Foundations Use Hollywood to Promote Their Agendas
May 2, 2012 | Read Time: 2 minutes
Maybe you saw the episode of Fox TV’s “House” in which the curmudgeonly lead character realizes just before a patient’s death that she’s suffering from a tapeworm in her brain. Or a scene from the new Fox show “Touch,” in which a group of African women stand up to a man who is abusing his girlfriend.
Some of America’s biggest philanthropies are helping to shape those kinds of storylines in an effort to educate the public about global health and other causes they care about.
Through its Hollywood, Health & Society program, the University of Southern California’s Norman Lear Center takes Hollywood producers and writers to developing countries and introduces them to global-health experts to inform them about social causes.
Long supported by the U.S. Centers for Disease Control and Prevention, the center four years ago began receiving money from the Bill & Melinda Gates Foundation and the California Endowment.
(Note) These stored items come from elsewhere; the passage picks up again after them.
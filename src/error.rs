//! Error types for the mover link
//!
//! Every fallible operation in the crate returns [`ModbusResult`]. Variants are
//! grouped into the coarse classes reported by [`ModbusError::kind`], which is
//! what callers use to decide between "retry after reconnect", "fix the
//! request" and "report to the operator".

use std::fmt;

use thiserror::Error;

/// Result alias used throughout the crate.
pub type ModbusResult<T> = Result<T, ModbusError>;

/// Coarse classification of a [`ModbusError`].
#[derive(Debug, Clone, Copy, PartialEq, Eq, Hash)]
pub enum ErrorKind {
    /// Connect failure, socket loss, request timeout.
    Transport,
    /// Malformed frame or exception reply from the controller.
    Protocol,
    /// Address, value or index outside the allowed range.
    Validation,
    /// Complete-recipe bookkeeping failure.
    Recipe,
    /// Recipe file could not be read or written.
    Persistence,
}

impl fmt::Display for ErrorKind {
    fn fmt(&self, f: &mut fmt::Formatter<'_>) -> fmt::Result {
        let name = match self {
            Self::Transport => "transport",
            Self::Protocol => "protocol",
            Self::Validation => "validation",
            Self::Recipe => "recipe",
            Self::Persistence => "persistence",
        };
        f.write_str(name)
    }
}

/// Step of a full station-table write that failed.
#[derive(Debug, Clone, Copy, PartialEq, Eq)]
pub enum TableWriteStep {
    /// Writing the station-count register.
    StationCount,
    /// Writing the block of the station at this zero-based index.
    Station(usize),
}

impl fmt::Display for TableWriteStep {
    fn fmt(&self, f: &mut fmt::Formatter<'_>) -> fmt::Result {
        match self {
            Self::StationCount => f.write_str("station count"),
            Self::Station(index) => write!(f, "station {}", index + 1),
        }
    }
}

/// Errors produced by the transport, the register-level helpers and the
/// recipe store.
#[derive(Error, Debug)]
pub enum ModbusError {
    /// Socket could not be opened or was lost.
    #[error("Connection error: {message}")]
    Connection { message: String },

    /// An operation was attempted while the transport is not connected.
    #[error("Not connected to controller")]
    NotConnected,

    /// A request did not complete before its deadline.
    #[error("Timeout: {operation} after {timeout_ms} ms")]
    Timeout { operation: String, timeout_ms: u64 },

    /// Malformed or unexpected frame.
    #[error("Protocol error: {message}")]
    Protocol { message: String },

    /// The controller answered with an exception response.
    #[error("Modbus exception: function=0x{function:02X}, code=0x{code:02X} ({message})")]
    Exception {
        function: u8,
        code: u8,
        message: String,
    },

    /// Unsupported function code.
    #[error("Invalid function code: 0x{code:02X}")]
    InvalidFunction { code: u8 },

    /// Request parameters out of range.
    #[error("Invalid data: {message}")]
    InvalidData { message: String },

    /// Invalid configuration value.
    #[error("Configuration error: {message}")]
    Configuration { message: String },

    /// Both the masked write and the read-modify-write fallback failed.
    #[error(
        "Bit update of register 0x{address:04X} failed: masked write: {masked}; read-modify-write: {fallback}"
    )]
    BitUpdate {
        address: u16,
        masked: String,
        fallback: String,
    },

    /// Station index outside the current table.
    #[error("Invalid station index {index} (table has {count} stations)")]
    StationIndex { index: usize, count: usize },

    /// A full-table write aborted at the given step.
    #[error("Station table write aborted at {step}: {reason}")]
    TableWrite {
        step: TableWriteStep,
        reason: String,
    },

    /// Named complete recipe does not exist.
    #[error("Recipe '{name}' does not exist")]
    RecipeNotFound { name: String },

    /// A complete recipe with that name already exists.
    #[error("Recipe name '{name}' already exists")]
    RecipeExists { name: String },

    /// Recipe names must not be empty.
    #[error("Recipe name must not be empty")]
    EmptyRecipeName,

    /// Nothing to write to the device.
    #[error("Station table is empty")]
    EmptyTable,

    /// Recipe file I/O failure.
    #[error("Recipe file error: {0}")]
    Io(#[from] std::io::Error),

    /// Recipe file is not valid JSON for the expected document.
    #[error("Recipe file format error: {0}")]
    Json(#[from] serde_json::Error),
}

impl ModbusError {
    /// Create a connection error
    pub fn connection(message: impl Into<String>) -> Self {
        Self::Connection {
            message: message.into(),
        }
    }

    /// Create a timeout error
    pub fn timeout(operation: impl Into<String>, timeout_ms: u64) -> Self {
        Self::Timeout {
            operation: operation.into(),
            timeout_ms,
        }
    }

    /// Create a protocol error
    pub fn protocol(message: impl Into<String>) -> Self {
        Self::Protocol {
            message: message.into(),
        }
    }

    /// Create an exception error from a controller exception code
    pub fn exception(function: u8, code: u8) -> Self {
        Self::Exception {
            function,
            code,
            message: exception_name(code).to_string(),
        }
    }

    /// Create an invalid data error
    pub fn invalid_data(message: impl Into<String>) -> Self {
        Self::InvalidData {
            message: message.into(),
        }
    }

    /// Create an invalid function error
    pub fn invalid_function(code: u8) -> Self {
        Self::InvalidFunction { code }
    }

    /// Create a configuration error
    pub fn configuration(message: impl Into<String>) -> Self {
        Self::Configuration {
            message: message.into(),
        }
    }

    /// Classify this error.
    pub fn kind(&self) -> ErrorKind {
        match self {
            Self::Connection { .. } | Self::NotConnected | Self::Timeout { .. } => {
                ErrorKind::Transport
            }
            Self::Protocol { .. } | Self::Exception { .. } | Self::InvalidFunction { .. } => {
                ErrorKind::Protocol
            }
            Self::InvalidData { .. } | Self::Configuration { .. } | Self::StationIndex { .. } => {
                ErrorKind::Validation
            }
            // Both halves failing is reported as transport-class: the usual cause
            // is a dead link, and a rejected masked write alone never surfaces.
            Self::BitUpdate { .. } => ErrorKind::Transport,
            Self::TableWrite { .. } => ErrorKind::Transport,
            Self::RecipeNotFound { .. }
            | Self::RecipeExists { .. }
            | Self::EmptyRecipeName
            | Self::EmptyTable => ErrorKind::Recipe,
            Self::Io(_) | Self::Json(_) => ErrorKind::Persistence,
        }
    }

    /// Whether the failure came from the link rather than from the request.
    pub fn is_transport(&self) -> bool {
        self.kind() == ErrorKind::Transport
    }

    /// Whether this is a request timeout.
    pub fn is_timeout(&self) -> bool {
        matches!(self, Self::Timeout { .. })
    }
}

/// Human-readable name of a Modbus exception code.
pub fn exception_name(code: u8) -> &'static str {
    use crate::constants::*;

    match code {
        EXCEPTION_ILLEGAL_FUNCTION => "illegal function",
        EXCEPTION_ILLEGAL_DATA_ADDRESS => "illegal data address",
        EXCEPTION_ILLEGAL_DATA_VALUE => "illegal data value",
        EXCEPTION_SERVER_DEVICE_FAILURE => "server device failure",
        EXCEPTION_ACKNOWLEDGE => "acknowledge",
        EXCEPTION_SERVER_DEVICE_BUSY => "server device busy",
        EXCEPTION_MEMORY_PARITY_ERROR => "memory parity error",
        EXCEPTION_GATEWAY_PATH_UNAVAILABLE => "gateway path unavailable",
        EXCEPTION_GATEWAY_TARGET_FAILED => "gateway target failed to respond",
        _ => "unknown exception",
    }
}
More recently, it has received grants from the Barr and Grantham foundations and the Skoll Global Threats Fund to extend its work to include climate change.
“We inspire writers and we inform them, but we don’t tell them what to write,” says Sandra de Castro Buffington, director of Hollywood, Health & Society. She spoke Tuesday in Washington at the annual conference of InterAction, a membership group of international aid nonprofits.
The Hollywood, Health & Society program has helped shape more than 300 stories on television shows in the last two years, according to Ms. de Castro Buffington. She said the stories can be more successful than other types of publicity.
More people called an AIDS hotline during and after an episode of “The Bold and the Beautiful,” in which a character is diagnosed with HIV, than during a public-service announcement for a national “get tested” campaign or a special about AIDS televised on MTV, she said.